Alors, les sourcils en circonflexes sur son front aux pensées manichéennes, la princesse pose les yeux sur les écailles d’un “artichaut retourné”. Au milieu du désert, la tyrannie rencontre la relativité. Et ce n’est pas sur l’astéroïde Albert (Einstein) que cela se passe. Non. Un pangolin, lent et placide, acceptant son sort, demande à Greta de l’apprivoiser et lui enseigne la clé du bonheur : on ne voit bien qu’avec le coeur.
Du Petit Prince à La Princesse (et au Pangolin)
Quel est l’enfant qui ne connaît pas le conte philosophique de Saint-Exupéry ? Mais surtout, quel enfant oserait le mentionner dans ses préférences ? Car, s’il est incontournable, nous vous mettons au défi de trouver un enfant qui avouerait que Le Petit Prince est son histoire préférée.
Comme de nombreuses choses, le fameux extraterrestre à l’écharpe rouge est le livre de chevet des parents pour leurs enfants.
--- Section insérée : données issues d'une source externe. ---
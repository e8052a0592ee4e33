//! Animation kinds, presets, and the per-frame parameter resolver.

/// Animation kind vocabulary.
pub mod kind;
/// Preset catalog and user selection.
pub mod preset;
/// Progress to transform / reveal mapping.
pub mod resolve;
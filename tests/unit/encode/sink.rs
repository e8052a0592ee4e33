use super::*;

fn frame() -> FrameRGBA {
    FrameRGBA {
        width: 1,
        height: 1,
        data: vec![0, 0, 0, 255],
        premultiplied: true,
    }
}

fn spec(mime: &str) -> StreamSpec {
    StreamSpec {
        width: 2,
        height: 2,
        fps: Fps::new(30, 1).unwrap(),
        mime: mime.to_owned(),
        video_bits_per_second: 8_000_000,
        audio: None,
    }
}

#[test]
fn in_memory_sink_records_in_order() {
    let mut sink = InMemorySink::new();
    sink.begin(SinkConfig {
        width: 1,
        height: 1,
        fps: Fps::new(60, 1).unwrap(),
    })
    .unwrap();
    sink.push_frame(FrameIndex(0), &frame()).unwrap();
    sink.push_frame(FrameIndex(3), &frame()).unwrap();
    assert!(sink.push_frame(FrameIndex(3), &frame()).is_err());
    sink.end().unwrap();
    assert_eq!(sink.frames().len(), 2);
    assert!(sink.ended());
    assert_eq!(sink.config().unwrap().fps.num, 60);
}

#[test]
fn blob_concatenates_chunks() {
    let blob = EncodedBlob {
        mime: "video/webm".into(),
        chunks: vec![vec![1, 2], vec![], vec![3]],
    };
    assert_eq!(blob.len(), 3);
    assert!(!blob.is_empty());
    assert_eq!(blob.into_bytes(), vec![1, 2, 3]);
    assert!(EncodedBlob::default().is_empty());
}

#[test]
fn in_memory_capture_supports_listed_mimes_only() {
    let cap = InMemoryCapture::new(["video/webm"]);
    assert!(cap.is_available());
    assert!(cap.is_type_supported("video/webm"));
    assert!(!cap.is_type_supported("video/mp4"));

    let none = InMemoryCapture::unavailable();
    assert!(!none.is_available());
    assert!(!none.is_type_supported("video/webm"));
}

#[test]
fn in_memory_capture_round_trip() {
    let mut cap = InMemoryCapture::new(["video/webm"]);
    let log = cap.log();
    let mut enc = cap.begin_capture(spec("video/webm")).unwrap();
    for i in 0..3 {
        enc.push_frame(FrameIndex(i), &frame()).unwrap();
    }
    let blob = enc.stop().unwrap();
    assert_eq!(blob.mime, "video/webm");
    assert_eq!(blob.chunks.len(), 3);
    let log = log.lock().unwrap();
    assert!(log.stopped);
    assert_eq!(log.frames, vec![FrameIndex(0), FrameIndex(1), FrameIndex(2)]);
}

#[test]
fn injected_failure_and_abort() {
    let mut cap = InMemoryCapture::new(["video/mp4"]).failing_after(1);
    let log = cap.log();
    assert!(cap.begin_capture(spec("video/webm")).is_err());
    let mut enc = cap.begin_capture(spec("video/mp4")).unwrap();
    enc.push_frame(FrameIndex(0), &frame()).unwrap();
    assert!(enc.push_frame(FrameIndex(1), &frame()).is_err());
    enc.abort();
    assert!(log.lock().unwrap().aborted);
}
Sans en saisir forcément tous les tenants et les aboutissants, sans avoir réellement un plaisir fou à enchaîner les phrases poétiques et les images symboliques, les parents savent qu’ils seront candidats au blâme s’ils passent à côté. Quoi ? Tu n’as jamais lu Le Petit Prince à tes enfants ? Shame ! Opprobre ! Bannissement immédiat de la communauté des bobos cultivés ! Mais zut ! On peut passer à autre chose ?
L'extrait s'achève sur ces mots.